┌─ Recorded data

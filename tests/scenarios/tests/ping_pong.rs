// SPDX-License-Identifier: BUSL-1.1
// Copyright (c) 2026 Alfred Jean LLC

//! Scenario 1: a fixed number of ping/pong round trips delivers exactly
//! that many of each message, and the coop fully deregisters afterwards
//! (spec §8 scenario 1; spec §4.6's usage-count-driven teardown).

use std::sync::Arc;
use std::time::Duration;

use sobjectizer::agent::{AgentLogic, DefineCtx, EvtCtx};
use sobjectizer::coop::DeregReason;
use sobjectizer::env::{AgentSpec, CoopBuilder, EnvParams, Environment};
use sobjectizer::filter::CountingFilter;
use sobjectizer::mbox::MboxRef;
use sobjectizer::{send, MessageType, Result};
use sobjectizer_scenarios::{wait_until, SHORT};

struct Ping(u32);
struct Pong(u32);

struct PlayerA {
    own_inbox: MboxRef,
    peer_inbox: MboxRef,
    rounds: u32,
}

impl AgentLogic for PlayerA {
    fn define_agent(&mut self, ctx: &mut DefineCtx<'_>) -> Result<()> {
        let rounds = self.rounds;
        let peer_inbox = self.peer_inbox.clone();
        ctx.subscribe::<Pong, _>(&self.own_inbox, 0, move |ctx, pong: &Pong| {
            if pong.0 >= rounds {
                ctx.deregister_coop(DeregReason::Normal);
                return;
            }
            let _ = send(&peer_inbox, Ping(pong.0 + 1));
        })
    }

    fn evt_start(&mut self, _ctx: &mut EvtCtx<'_>) {
        let _ = send(&self.peer_inbox, Ping(1));
    }
}

struct PlayerB {
    own_inbox: MboxRef,
    peer_inbox: MboxRef,
}

impl AgentLogic for PlayerB {
    fn define_agent(&mut self, ctx: &mut DefineCtx<'_>) -> Result<()> {
        let peer_inbox = self.peer_inbox.clone();
        ctx.subscribe::<Ping, _>(&self.own_inbox, 0, move |_ctx, ping: &Ping| {
            let _ = send(&peer_inbox, Pong(ping.0));
        })
    }
}

#[test]
fn exact_round_count_then_idle() -> Result<()> {
    let rounds = 20u32;
    let env = Environment::new(EnvParams::new());
    let a_inbox = env.create_mpmc_mbox();
    let b_inbox = env.create_mpmc_mbox();

    let ping_count = Arc::new(CountingFilter::new(|_| true));
    let pong_count = Arc::new(CountingFilter::new(|_| true));
    b_inbox.set_filter(MessageType::of::<Ping>(), ping_count.clone());
    a_inbox.set_filter(MessageType::of::<Pong>(), pong_count.clone());

    let a = AgentSpec::new(PlayerA { own_inbox: a_inbox.clone(), peer_inbox: b_inbox.clone(), rounds }, "default");
    let b = AgentSpec::new(PlayerB { own_inbox: b_inbox, peer_inbox: a_inbox }, "default");

    env.register_coop(CoopBuilder::new("ping-pong-test").add_agent(a).add_agent(b))?;

    assert!(wait_until(SHORT, || env.is_idle()), "environment never went idle");
    assert_eq!(ping_count.count(), u64::from(rounds));
    assert_eq!(pong_count.count(), u64::from(rounds));
    assert_eq!(env.registered_coop_count(), 0, "coop must fully deregister once idle");
    Ok(())
}

#[test]
fn idempotent_empty_round_count_is_immediately_idle() -> Result<()> {
    let env = Environment::new(EnvParams::new());
    let a_inbox = env.create_mpmc_mbox();
    let b_inbox = env.create_mpmc_mbox();

    let a = AgentSpec::new(PlayerA { own_inbox: a_inbox.clone(), peer_inbox: b_inbox.clone(), rounds: 0 }, "default");
    let b = AgentSpec::new(PlayerB { own_inbox: b_inbox, peer_inbox: a_inbox }, "default");

    env.register_coop(CoopBuilder::new("ping-pong-zero").add_agent(a).add_agent(b))?;

    assert!(wait_until(Duration::from_secs(2), || env.is_idle()));
    Ok(())
}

└─

Note each line of the entries that has "rounds" in it, and copy those lines.

* Exercise response *
    rounds: u32,
        let rounds = self.rounds;
            if pong.0 >= rounds {
    let rounds = 20u32;
    let a = AgentSpec::new(PlayerA { own_inbox: a_inbox.clone(), peer_inbox: b_inbox.clone(), rounds }, "default");
    assert_eq!(ping_count.count(), u64::from(rounds));
    assert_eq!(pong_count.count(), u64::from(rounds));
    let a = AgentSpec::new(PlayerA { own_inbox: a_inbox.clone(), peer_inbox: b_inbox.clone(), rounds: 0 }, "default");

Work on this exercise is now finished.